▶ [What to do]:
All lines between the start of the listing below and the line containing "no usable value", inclusive, must be repeated exactly.
-- Opening Marker --
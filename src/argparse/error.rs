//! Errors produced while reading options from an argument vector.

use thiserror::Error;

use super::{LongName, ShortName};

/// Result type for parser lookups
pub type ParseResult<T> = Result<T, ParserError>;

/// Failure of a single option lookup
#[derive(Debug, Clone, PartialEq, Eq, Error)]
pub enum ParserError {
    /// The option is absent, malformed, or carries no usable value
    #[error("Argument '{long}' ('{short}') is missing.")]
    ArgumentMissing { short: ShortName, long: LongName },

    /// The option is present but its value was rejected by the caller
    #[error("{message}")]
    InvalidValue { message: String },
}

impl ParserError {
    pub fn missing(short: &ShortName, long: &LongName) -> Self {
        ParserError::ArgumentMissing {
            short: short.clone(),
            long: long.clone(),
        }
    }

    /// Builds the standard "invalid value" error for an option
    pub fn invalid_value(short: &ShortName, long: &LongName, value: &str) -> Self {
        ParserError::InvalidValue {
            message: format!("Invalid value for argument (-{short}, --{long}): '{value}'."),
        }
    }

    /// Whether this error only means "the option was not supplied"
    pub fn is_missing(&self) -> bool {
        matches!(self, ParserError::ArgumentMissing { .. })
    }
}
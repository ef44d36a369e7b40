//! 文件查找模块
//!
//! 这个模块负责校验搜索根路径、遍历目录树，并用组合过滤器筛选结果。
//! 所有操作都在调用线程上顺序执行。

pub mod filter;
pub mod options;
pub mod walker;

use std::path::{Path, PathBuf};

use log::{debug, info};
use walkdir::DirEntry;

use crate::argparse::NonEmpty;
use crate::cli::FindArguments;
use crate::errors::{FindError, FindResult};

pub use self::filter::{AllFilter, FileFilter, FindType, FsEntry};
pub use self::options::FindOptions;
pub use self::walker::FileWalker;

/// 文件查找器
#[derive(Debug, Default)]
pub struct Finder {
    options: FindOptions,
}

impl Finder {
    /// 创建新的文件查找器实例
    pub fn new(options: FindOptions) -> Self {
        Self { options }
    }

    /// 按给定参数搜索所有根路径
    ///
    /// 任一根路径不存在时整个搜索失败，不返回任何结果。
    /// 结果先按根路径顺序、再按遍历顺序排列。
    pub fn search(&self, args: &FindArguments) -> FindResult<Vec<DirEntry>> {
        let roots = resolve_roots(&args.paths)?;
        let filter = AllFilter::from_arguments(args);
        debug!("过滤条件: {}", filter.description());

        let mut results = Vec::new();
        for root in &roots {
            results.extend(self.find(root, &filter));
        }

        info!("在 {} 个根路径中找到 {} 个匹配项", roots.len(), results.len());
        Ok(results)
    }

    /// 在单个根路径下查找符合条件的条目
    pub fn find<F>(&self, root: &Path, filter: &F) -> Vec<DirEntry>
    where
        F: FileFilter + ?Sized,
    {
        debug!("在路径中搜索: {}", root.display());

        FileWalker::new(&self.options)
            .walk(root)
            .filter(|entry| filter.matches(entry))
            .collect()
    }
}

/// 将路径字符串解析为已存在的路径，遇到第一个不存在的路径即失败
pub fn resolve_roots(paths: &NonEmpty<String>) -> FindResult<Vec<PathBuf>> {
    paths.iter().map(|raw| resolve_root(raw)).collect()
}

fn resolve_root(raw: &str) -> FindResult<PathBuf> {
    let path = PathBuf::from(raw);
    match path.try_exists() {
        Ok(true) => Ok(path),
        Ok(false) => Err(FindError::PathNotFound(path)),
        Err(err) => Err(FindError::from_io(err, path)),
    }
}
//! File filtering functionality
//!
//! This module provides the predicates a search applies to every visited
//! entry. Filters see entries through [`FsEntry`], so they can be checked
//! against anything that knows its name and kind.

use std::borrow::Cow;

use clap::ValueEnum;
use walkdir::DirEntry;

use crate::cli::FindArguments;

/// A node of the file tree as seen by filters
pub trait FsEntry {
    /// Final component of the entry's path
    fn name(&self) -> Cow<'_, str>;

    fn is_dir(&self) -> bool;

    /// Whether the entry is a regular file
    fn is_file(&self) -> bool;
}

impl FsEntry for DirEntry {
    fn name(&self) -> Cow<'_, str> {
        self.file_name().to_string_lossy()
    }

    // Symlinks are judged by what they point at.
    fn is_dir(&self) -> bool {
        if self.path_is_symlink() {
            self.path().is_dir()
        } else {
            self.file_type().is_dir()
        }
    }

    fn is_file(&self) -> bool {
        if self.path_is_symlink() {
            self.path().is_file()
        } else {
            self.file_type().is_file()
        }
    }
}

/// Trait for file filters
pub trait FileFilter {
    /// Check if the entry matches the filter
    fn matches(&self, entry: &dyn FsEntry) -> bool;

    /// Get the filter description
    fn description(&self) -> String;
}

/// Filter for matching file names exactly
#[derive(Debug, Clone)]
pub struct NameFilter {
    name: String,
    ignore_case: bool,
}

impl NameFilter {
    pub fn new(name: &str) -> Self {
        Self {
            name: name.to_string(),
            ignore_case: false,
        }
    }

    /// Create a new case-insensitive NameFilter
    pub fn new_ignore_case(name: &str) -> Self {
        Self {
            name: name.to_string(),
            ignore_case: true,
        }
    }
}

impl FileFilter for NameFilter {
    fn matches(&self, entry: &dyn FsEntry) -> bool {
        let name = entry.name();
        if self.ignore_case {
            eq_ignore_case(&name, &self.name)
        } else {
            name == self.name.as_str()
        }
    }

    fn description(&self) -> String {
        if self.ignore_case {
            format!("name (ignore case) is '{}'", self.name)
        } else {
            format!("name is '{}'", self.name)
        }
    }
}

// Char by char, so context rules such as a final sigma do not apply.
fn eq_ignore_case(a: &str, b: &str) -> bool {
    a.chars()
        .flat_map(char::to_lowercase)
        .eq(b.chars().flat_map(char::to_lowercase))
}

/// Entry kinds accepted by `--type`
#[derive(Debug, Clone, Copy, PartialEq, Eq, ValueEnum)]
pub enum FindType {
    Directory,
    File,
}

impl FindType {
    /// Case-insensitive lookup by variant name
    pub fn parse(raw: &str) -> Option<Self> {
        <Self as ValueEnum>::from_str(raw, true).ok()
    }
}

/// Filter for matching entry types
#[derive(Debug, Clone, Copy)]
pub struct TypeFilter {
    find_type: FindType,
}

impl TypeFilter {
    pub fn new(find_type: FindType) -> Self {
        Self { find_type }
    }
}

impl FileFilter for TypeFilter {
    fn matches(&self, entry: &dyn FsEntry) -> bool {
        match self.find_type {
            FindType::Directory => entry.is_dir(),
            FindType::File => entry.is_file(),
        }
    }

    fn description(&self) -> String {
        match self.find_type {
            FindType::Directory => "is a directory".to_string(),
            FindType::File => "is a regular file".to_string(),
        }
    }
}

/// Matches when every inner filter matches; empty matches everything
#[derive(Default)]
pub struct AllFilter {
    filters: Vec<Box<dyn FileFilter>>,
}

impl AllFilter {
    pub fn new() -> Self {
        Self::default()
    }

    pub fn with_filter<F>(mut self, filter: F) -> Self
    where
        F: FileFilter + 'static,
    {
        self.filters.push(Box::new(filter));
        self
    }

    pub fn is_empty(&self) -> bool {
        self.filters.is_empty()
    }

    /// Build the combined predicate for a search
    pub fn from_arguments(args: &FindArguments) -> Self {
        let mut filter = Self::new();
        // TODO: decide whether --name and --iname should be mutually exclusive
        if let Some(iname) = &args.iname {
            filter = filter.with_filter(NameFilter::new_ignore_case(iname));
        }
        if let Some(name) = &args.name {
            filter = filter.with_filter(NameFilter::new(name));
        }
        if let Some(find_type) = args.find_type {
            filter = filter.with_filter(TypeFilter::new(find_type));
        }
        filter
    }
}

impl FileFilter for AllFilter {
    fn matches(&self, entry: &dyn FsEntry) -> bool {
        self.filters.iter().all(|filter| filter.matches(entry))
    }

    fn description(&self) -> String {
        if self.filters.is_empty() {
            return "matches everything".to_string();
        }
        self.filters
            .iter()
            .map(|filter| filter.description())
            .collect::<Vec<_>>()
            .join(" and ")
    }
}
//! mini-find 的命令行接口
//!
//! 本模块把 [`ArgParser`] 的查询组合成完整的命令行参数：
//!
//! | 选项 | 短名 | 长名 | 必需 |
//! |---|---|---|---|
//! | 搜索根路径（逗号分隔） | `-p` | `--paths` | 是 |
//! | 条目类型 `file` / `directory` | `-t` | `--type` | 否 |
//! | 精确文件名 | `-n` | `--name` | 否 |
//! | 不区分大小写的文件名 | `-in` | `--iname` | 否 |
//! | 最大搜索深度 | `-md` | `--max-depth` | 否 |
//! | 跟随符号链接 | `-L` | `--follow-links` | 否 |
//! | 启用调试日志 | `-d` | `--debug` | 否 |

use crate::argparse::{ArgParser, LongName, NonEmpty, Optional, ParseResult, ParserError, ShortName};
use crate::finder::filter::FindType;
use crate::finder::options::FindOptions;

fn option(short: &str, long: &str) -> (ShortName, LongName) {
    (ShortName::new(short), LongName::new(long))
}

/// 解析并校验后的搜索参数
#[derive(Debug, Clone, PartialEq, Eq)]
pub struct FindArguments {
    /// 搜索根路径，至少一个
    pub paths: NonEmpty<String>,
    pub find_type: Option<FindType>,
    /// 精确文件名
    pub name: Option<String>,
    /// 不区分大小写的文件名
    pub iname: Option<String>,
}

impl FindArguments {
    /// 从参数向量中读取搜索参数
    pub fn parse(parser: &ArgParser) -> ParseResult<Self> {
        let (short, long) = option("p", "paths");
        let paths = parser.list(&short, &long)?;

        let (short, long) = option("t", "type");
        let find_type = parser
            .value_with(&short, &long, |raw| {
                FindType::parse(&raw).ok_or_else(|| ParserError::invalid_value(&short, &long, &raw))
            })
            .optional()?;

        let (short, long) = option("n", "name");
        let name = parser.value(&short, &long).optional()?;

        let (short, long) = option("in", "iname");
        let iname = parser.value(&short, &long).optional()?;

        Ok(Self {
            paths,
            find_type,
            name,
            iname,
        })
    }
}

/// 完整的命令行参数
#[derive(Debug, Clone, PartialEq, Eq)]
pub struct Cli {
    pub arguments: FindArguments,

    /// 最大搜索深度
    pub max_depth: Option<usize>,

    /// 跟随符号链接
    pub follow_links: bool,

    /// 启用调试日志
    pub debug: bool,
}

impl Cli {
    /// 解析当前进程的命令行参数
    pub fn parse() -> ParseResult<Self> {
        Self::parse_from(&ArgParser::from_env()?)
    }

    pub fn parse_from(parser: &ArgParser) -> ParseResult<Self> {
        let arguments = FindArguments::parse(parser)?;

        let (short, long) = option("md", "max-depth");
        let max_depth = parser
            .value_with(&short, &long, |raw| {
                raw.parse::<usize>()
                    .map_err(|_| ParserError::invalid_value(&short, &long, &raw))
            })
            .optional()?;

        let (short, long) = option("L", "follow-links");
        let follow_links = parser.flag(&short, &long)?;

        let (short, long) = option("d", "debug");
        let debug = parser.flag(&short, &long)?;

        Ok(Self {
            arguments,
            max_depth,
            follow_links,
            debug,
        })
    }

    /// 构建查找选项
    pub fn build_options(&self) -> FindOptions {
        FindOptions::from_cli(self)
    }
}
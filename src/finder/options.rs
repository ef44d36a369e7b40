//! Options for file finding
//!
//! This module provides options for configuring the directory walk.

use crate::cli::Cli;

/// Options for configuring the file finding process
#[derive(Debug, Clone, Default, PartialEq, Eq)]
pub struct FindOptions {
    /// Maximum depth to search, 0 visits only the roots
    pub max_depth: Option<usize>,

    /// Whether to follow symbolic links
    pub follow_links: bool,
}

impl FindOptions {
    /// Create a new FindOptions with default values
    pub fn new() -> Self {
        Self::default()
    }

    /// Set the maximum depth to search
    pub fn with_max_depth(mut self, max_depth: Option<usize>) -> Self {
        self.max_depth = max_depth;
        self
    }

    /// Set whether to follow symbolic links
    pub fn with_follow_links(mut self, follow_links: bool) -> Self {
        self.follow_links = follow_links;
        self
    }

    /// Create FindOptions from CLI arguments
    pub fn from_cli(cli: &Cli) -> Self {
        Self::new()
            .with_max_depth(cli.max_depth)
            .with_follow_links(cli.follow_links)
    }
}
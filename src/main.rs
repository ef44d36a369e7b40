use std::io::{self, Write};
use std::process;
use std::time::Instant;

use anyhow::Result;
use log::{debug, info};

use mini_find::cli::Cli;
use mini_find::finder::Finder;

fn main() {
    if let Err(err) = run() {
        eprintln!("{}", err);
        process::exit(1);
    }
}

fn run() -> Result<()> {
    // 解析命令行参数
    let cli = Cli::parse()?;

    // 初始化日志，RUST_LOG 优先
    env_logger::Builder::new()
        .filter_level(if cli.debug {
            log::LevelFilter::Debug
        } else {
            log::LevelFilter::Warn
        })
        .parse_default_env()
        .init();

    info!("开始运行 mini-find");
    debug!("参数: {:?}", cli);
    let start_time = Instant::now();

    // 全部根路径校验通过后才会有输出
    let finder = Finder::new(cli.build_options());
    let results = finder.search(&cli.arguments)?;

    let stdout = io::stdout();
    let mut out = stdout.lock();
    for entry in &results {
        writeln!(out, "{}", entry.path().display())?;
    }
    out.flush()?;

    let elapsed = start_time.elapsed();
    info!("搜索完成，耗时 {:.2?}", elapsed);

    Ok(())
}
-- Closing Marker --
▶ [Exercise output]:
filename src/argparse/error.rs
//! Errors produced while reading options from an argument vector.

use thiserror::Error;

use super::{LongName, ShortName};

/// Result type for parser lookups
pub type ParseResult<T> = Result<T, ParserError>;

/// Failure of a single option lookup
#[derive(Debug, Clone, PartialEq, Eq, Error)]
pub enum ParserError {
    /// The option is absent, malformed, or carries no usable value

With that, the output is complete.